Scout–your view is popular at our house! Applications, financial concerns are really not the teens venue. We were upfront about how things needed to be.
But honestly, you don’t know the financial part until after you apply to some of the schools. So no matter how much you try it can be a disappointing result.
I think the CC crowd has always been upfront about loving your FINANCIAL safety.

Hmmm, perhaps I should finish the quote for the younger set: if you try real hard…you get what you need…

The informed parent will either dissuade their child from applying to schools that are too expensive, or at least insure the kiddo is applying with his/her eyes wide open.

But the Finance Talk is a tough one for many parents. Teens have no idea about money. GC are overworked. There’s less & less FA for white, middle/upper middle class kids. Researching schools and FA takes time and commitment and some realism.

Together, it’s a recipe for these “heartbreak” threads.

The good news: for most kids, where they end up is just fine.

Mustering respecting or not, I am afraid you missed the point entirely. Lowly 9-12 educators are, as far as I know, not really in charge of establishing curriculum. Unless you lump school boards and administrators in the broad category of educators, I do not see why there ought to be an outrage.

As far as the students “not getting” it … it is hard to get something that is kicked down the proverbial road as an empty can of soda. Does your school organize a “college night” and present basic facts about colleges and getting scholarships? Are there a few folios disseminated and an invitation to check with the GC in … the junior year?

There is a world of difference between detailing one’s finances to children, and one of ascertaining the reality of the future. Would parents and kids benefit from more information and especially honest information? Absolutely.

To keep it simple: ninety percent of what is discussed on a forum such as CC should be of interest to high schoolers. As far as this information coming out of the four walls of your typical school, all I can say, and with as much respect as I can muster, is … it ain’t happening in too many places! There is a reason a site such as this is popular: it brings answers to questions that are rarely addressed correctly in the various neck of the woods around the country.

Twist and churn it as you like, but delaying the correct information until it is mostly too late is a huge disservice to the next generations. And I do not make any apologies to express that view, including that I have seen no change of improvement in the communities I am familiar with. Yours might be different!

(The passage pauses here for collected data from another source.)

//! Image validation.
//!
//! Raster formats are checked by decoding only the header through the `image`
//! crate, which yields the dimensions without allocating the pixel buffer.
//! SVG is markup, so it is bounded in size and handed to the XML validator
//! with DTDs forbidden.

use super::xml::XmlValidator;
use super::{
    ContentInput, ContentValidator, NON_SEEKABLE_BUFFER_LIMIT, ReadSeek, check_declared_size,
    contains_ignore_case, read_bounded, read_error, with_seekable,
};
use crate::error::{Result, ValidationError};
use crate::mime;
use crate::mime::detector::read_prefix;
use image::ImageReader;
use std::io::{BufReader, Cursor, SeekFrom};
use tracing::debug;

pub const DEFAULT_MAX_WIDTH: u32 = 16_384;
pub const DEFAULT_MAX_HEIGHT: u32 = 16_384;
pub const DEFAULT_MAX_PIXELS: u64 = 100_000_000;
pub const DEFAULT_MAX_FILE_SIZE: u64 = 50 * 1024 * 1024;
pub const DEFAULT_MAX_SVG_SIZE: u64 = 5 * 1024 * 1024;

const SUPPORTED: &[&str] = &[
    mime::IMAGE_PNG,
    mime::IMAGE_JPEG,
    mime::IMAGE_GIF,
    mime::IMAGE_WEBP,
    mime::IMAGE_BMP,
    mime::IMAGE_TIFF,
    mime::IMAGE_ICO,
    mime::IMAGE_SVG,
];

#[derive(Debug, Clone)]
pub struct ImageValidator {
    pub max_width: u32,
    pub max_height: u32,
    /// Ceiling on width × height
    pub max_pixels: u64,
    pub max_file_size: u64,
    pub max_svg_size: u64,
}

impl Default for ImageValidator {
    fn default() -> Self {
        Self::new()
    }
}

impl ImageValidator {
    #[must_use]
    pub const fn new() -> Self {
        Self {
            max_width: DEFAULT_MAX_WIDTH,
            max_height: DEFAULT_MAX_HEIGHT,
            max_pixels: DEFAULT_MAX_PIXELS,
            max_file_size: DEFAULT_MAX_FILE_SIZE,
            max_svg_size: DEFAULT_MAX_SVG_SIZE,
        }
    }

    #[must_use]
    pub const fn with_max_dimensions(mut self, width: u32, height: u32) -> Self {
        self.max_width = width;
        self.max_height = height;
        self
    }

    #[must_use]
    pub const fn with_max_pixels(mut self, pixels: u64) -> Self {
        self.max_pixels = pixels;
        self
    }

    #[must_use]
    pub const fn with_max_file_size(mut self, bytes: u64) -> Self {
        self.max_file_size = bytes;
        self
    }

    #[must_use]
    pub const fn with_max_svg_size(mut self, bytes: u64) -> Self {
        self.max_svg_size = bytes;
        self
    }

    fn validate_raster(&self, reader: &mut dyn ReadSeek) -> Result<()> {
        let (width, height) = ImageReader::new(BufReader::new(reader))
            .with_guessed_format()
            .map_err(read_error)?
            .into_dimensions()
            .map_err(|e| ValidationError::content(format!("invalid image: {e}")))?;

        if width > self.max_width || height > self.max_height {
            return Err(ValidationError::content(format!(
                "image dimensions {width}x{height} exceed maximum of {}x{}",
                self.max_width, self.max_height
            )));
        }

        let pixels = u64::from(width) * u64::from(height);
        if pixels > self.max_pixels {
            return Err(ValidationError::content(format!(
                "image has {pixels} pixels, maximum is {}",
                self.max_pixels
            )));
        }

        debug!(width, height, "image header accepted");
        Ok(())
    }

    fn validate_svg(&self, reader: &mut dyn ReadSeek) -> Result<()> {
        let markup = read_bounded(reader, self.max_svg_size, "SVG image")?;
        if !contains_ignore_case(&markup, b"<svg") {
            return Err(ValidationError::content("invalid SVG: no <svg> element"));
        }
        let len = markup.len() as u64;
        XmlValidator::new()
            .with_max_size(self.max_svg_size)
            .validate(ContentInput::seekable(&mut Cursor::new(markup)), len)
    }
}

impl ContentValidator for ImageValidator {
    fn validate(&self, input: ContentInput<'_>, declared_size: u64) -> Result<()> {
        check_declared_size(declared_size, self.max_file_size, "image")?;

        with_seekable(input, declared_size, NON_SEEKABLE_BUFFER_LIMIT, "image", |reader| {
            let mut head = [0u8; 16];
            let filled = read_prefix(reader, &mut head).map_err(read_error)?;
            reader.seek(SeekFrom::Start(0)).map_err(read_error)?;

            if looks_like_markup(&head[..filled]) {
                self.validate_svg(reader)
            } else {
                self.validate_raster(reader)
            }
        })
    }

    fn supported_mime_types(&self) -> &'static [&'static str] {
        SUPPORTED
    }

    fn name(&self) -> &'static str {
        "image"
    }
}

fn looks_like_markup(head: &[u8]) -> bool {
    let head = head.strip_prefix(b"\xEF\xBB\xBF").unwrap_or(head);
    head.iter()
        .find(|b| !b.is_ascii_whitespace())
        .is_some_and(|&b| b == b'<')
}

#[cfg(test)]
mod tests {
    use super::*;
    use image::{ImageFormat, RgbImage};

    fn png(width: u32, height: u32) -> Vec<u8> {
        let mut out = Cursor::new(Vec::new());
        RgbImage::new(width, height)
            .write_to(&mut out, ImageFormat::Png)
            .unwrap();
        out.into_inner()
    }

    fn validate(validator: &ImageValidator, data: &[u8]) -> Result<()> {
        let mut cursor = Cursor::new(data);
        validator.validate(ContentInput::seekable(&mut cursor), data.len() as u64)
    }

    #[test]
    fn test_accepts_small_png() {
        assert!(validate(&ImageValidator::new(), &png(4, 4)).is_ok());
    }

    #[test]
    fn test_dimension_limits() {
        let data = png(16, 4);
        let err = validate(&ImageValidator::new().with_max_dimensions(8, 8), &data).unwrap_err();
        assert!(err.message().contains("16x4"));

        let err = validate(&ImageValidator::new().with_max_pixels(32), &data).unwrap_err();
        assert!(err.message().contains("64 pixels"));
    }

    #[test]
    fn test_rejects_truncated_png() {
        let data = png(4, 4);
        let err = validate(&ImageValidator::new(), &data[..12]).unwrap_err();
        assert!(err.message().contains("invalid image"));
    }

    #[test]
    fn test_svg() {
        let svg = br#"<svg xmlns="http://www.w3.org/2000/svg" width="10" height="10"><rect/></svg>"#;
        assert!(validate(&ImageValidator::new(), svg).is_ok());

        let xxe = br#"<?xml version="1.0"?><!DOCTYPE svg [<!ENTITY x SYSTEM "file:///etc/passwd">]><svg>&x;</svg>"#;
        assert!(validate(&ImageValidator::new(), xxe).is_err());

        let not_svg = b"<html><body></body></html>";
        assert!(validate(&ImageValidator::new(), not_svg).is_err());
    }

    #[test]
    fn test_svg_size_limit() {
        let mut svg = b"<svg>".to_vec();
        svg.extend(std::iter::repeat_n(b' ', 200));
        svg.extend_from_slice(b"</svg>");
        let err = validate(&ImageValidator::new().with_max_svg_size(100), &svg).unwrap_err();
        assert!(err.message().contains("exceeds maximum size"));
    }
}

Perhaps I shouldn’t be, but I’m stunned and dismayed by the lack of knowledge concerning college costs and how financial aid works among the parents I know. Parent #1: Family is solidly middle class; two children who are seniors in high school; one won’t be going on to college because of a severe disability. Father told me repeatedly that other child, daughter, would be going to any college she applied to “because she has a way of getting what she wants” (from other people). I tried to gently explain the concept of need-based FA. This fell on deaf ears. Daughter probably will be attending our state’s flagship. Parent #2: Until this year, stay-at-home divorced mom of three children, two of whom (twins) are seniors in high school; family’s finances are dicey because father irregularly pays child support. One of the twins has been accepted to an OOS flagship. I asked parent #2 how the FA is; she said (two or three days ago) that she doesn’t know because she hasn’t filed her taxes yet. And she is wondering how they’ll pay for college, but not “I know I can’t pay,” but “oh, this will be hard, but we’ll do it.” Parent #3: Family is socially middle class, economically close to poverty level, because of parents’ underemployment by choice. Mother originally thought daughter, now a senior in high school, would not be able to attend college because of the cost. I suggested that she at least apply, because of need-based FA. Daughter has gotten into several great schools, most of which will be affordable because the family’s income and assets are so low. Now mother’s comments are, “I can’t believe they expect us to pay anything!”